What is the Best Plastic to Use for A Greenhouse?
So you want to build your own greenhouse? That’s a brilliant idea for a project! A greenhouse provides an environment where heat and humidity can be maintained, making it possible to grow crops, flowers, and other plants that normally only grow in warm weather, even during winter.
If time and cost weren’t an issue, then the best option would be to build your greenhouse with glass or fiberglass walls. However, you probably can’t afford these types of materials, which is why you found your way to this article. Worry not – this detailed buying guide will help you pick the best plastic for your future greenhouse.
How do I pick a greenhouse plastic?
Not just any type of sheet plastic will do when you’re constructing a greenhouse. There are a couple of things to consider when choosing a plastic for your greenhouse, the most important of which we’ve listed down below.
The material of your greenhouse will be subjected to quite a lot of extreme conditions. It may need to endure torrential rains, strong winds, or heavy snowfall. Even direct sunlight isn’t exactly favorable to all plastics since a lot of them can turn brittle with constant UV exposure. A single tear on your greenhouse plastic can drastically reduce its effectivity, so investing in a high-quality plastic sheet made with the appropriate material will save you from a lot of future headaches.
Greenhouses that are literally colored green are no longer common nowadays. In fact, the use of green-colored materials for a greenhouse is pretty much an outdated practice. In modern times, most growers have gotten the best results with materials that are as transparent as possible.
Take note that one of the objectives of a greenhouse is to allow sunlight to reach the plants so they can go through photosynthesis. This means that you would want as much sunlight as possible to go through your greenhouse walls. Transparency typically isn’t much of an issue when using clear fiberglass or glass panels but finding the right balance between transparency and thickness can be tricky if you’re using plastic sheets.
Although thick plastic sheets are stronger, they are also heavier. A plastic sheet provides no structural integrity whatsoever. This means that all of the weight of the plastic sheet will fall onto the frame of the greenhouse. While a heavy plastic sheet isn’t necessarily bad, just make sure that your greenhouse was built with the weight of the plastic sheet in mind.

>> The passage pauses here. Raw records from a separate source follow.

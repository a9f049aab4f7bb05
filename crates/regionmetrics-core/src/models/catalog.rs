//! Fixed metric catalog.
//!
//! Nine percentile readings published for every region: latency, download and
//! upload at p20/p50/p80.

use serde::{Deserialize, Serialize};

/// Unit of a reading. Values are passed through unconverted.
#[derive(Debug, Clone, Copy, PartialEq, Eq, Serialize, Deserialize)]
pub enum Unit {
    /// Milliseconds
    #[serde(rename = "ms")]
    Milliseconds,
    /// Megabits per second
    #[serde(rename = "Mbit/s")]
    MegabitsPerSecond,
}

impl Unit {
    pub fn as_str(&self) -> &'static str {
        match self {
            Unit::Milliseconds => "ms",
            Unit::MegabitsPerSecond => "Mbit/s",
        }
    }
}

impl std::fmt::Display for Unit {
    fn fmt(&self, f: &mut std::fmt::Formatter<'_>) -> std::fmt::Result {
        f.write_str(self.as_str())
    }
}

/// Reading category (device class for presentation layers).
#[derive(Debug, Clone, Copy, PartialEq, Eq, Serialize, Deserialize)]
#[serde(rename_all = "snake_case")]
pub enum Category {
    Duration,
    DataRate,
}

/// Static descriptor of one reading.
#[derive(Debug, Clone, Copy, PartialEq, Eq)]
pub struct MetricCatalogEntry {
    /// Key in the upstream region mapping
    pub key: &'static str,
    /// Display name
    pub name: &'static str,
    pub unit: Unit,
    pub category: Category,
    /// Icon hint for presentation layers
    pub icon: &'static str,
}

/// The full catalog, in presentation order.
pub const CATALOG: [MetricCatalogEntry; 9] = [
    MetricCatalogEntry {
        key: "latency_p20",
        name: "Latency P20",
        unit: Unit::Milliseconds,
        category: Category::Duration,
        icon: "mdi:timer-outline",
    },
    MetricCatalogEntry {
        key: "latency_p50",
        name: "Latency P50 (Median)",
        unit: Unit::Milliseconds,
        category: Category::Duration,
        icon: "mdi:timer",
    },
    MetricCatalogEntry {
        key: "latency_p80",
        name: "Latency P80",
        unit: Unit::Milliseconds,
        category: Category::Duration,
        icon: "mdi:timer",
    },
    MetricCatalogEntry {
        key: "download_p20",
        name: "Download Speed P20",
        unit: Unit::MegabitsPerSecond,
        category: Category::DataRate,
        icon: "mdi:download",
    },
    MetricCatalogEntry {
        key: "download_p50",
        name: "Download Speed P50 (Median)",
        unit: Unit::MegabitsPerSecond,
        category: Category::DataRate,
        icon: "mdi:download",
    },
    MetricCatalogEntry {
        key: "download_p80",
        name: "Download Speed P80",
        unit: Unit::MegabitsPerSecond,
        category: Category::DataRate,
        icon: "mdi:download",
    },
    MetricCatalogEntry {
        key: "upload_p20",
        name: "Upload Speed P20",
        unit: Unit::MegabitsPerSecond,
        category: Category::DataRate,
        icon: "mdi:upload",
    },
    MetricCatalogEntry {
        key: "upload_p50",
        name: "Upload Speed P50 (Median)",
        unit: Unit::MegabitsPerSecond,
        category: Category::DataRate,
        icon: "mdi:upload",
    },
    MetricCatalogEntry {
        key: "upload_p80",
        name: "Upload Speed P80",
        unit: Unit::MegabitsPerSecond,
        category: Category::DataRate,
        icon: "mdi:upload",
    },
];

/// Look up a catalog entry by key.
pub fn find(key: &str) -> Option<&'static MetricCatalogEntry> {
    CATALOG.iter().find(|entry| entry.key == key)
}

4. Anti-drip and anti-dust properties
Depending on outdoor conditions, there could be several factors that could reduce the effectivity of your greenhouse. On cold days, the imbalance between the cold outer surface and the warm interior of a greenhouse could result in condensation forming on the inner surface of your plastic sheet. These condensate droplets could end up falling on your plants, disturbing the delicate ecosystem that you’ve so carefully crafted by promoting the growth of mildew.
Some plastics are naturally equipped to prevent this from happening. Plastic with a hydrophilic radical, such as -COOH (or carboxylic acid) helps prevent condensates from dropping onto the plants, instead retaining them on the surface to evaporate naturally. On the other hand, you would want to avoid plastics with hydrophobic radicals such as -CH groups, since they will repel condensate droplets.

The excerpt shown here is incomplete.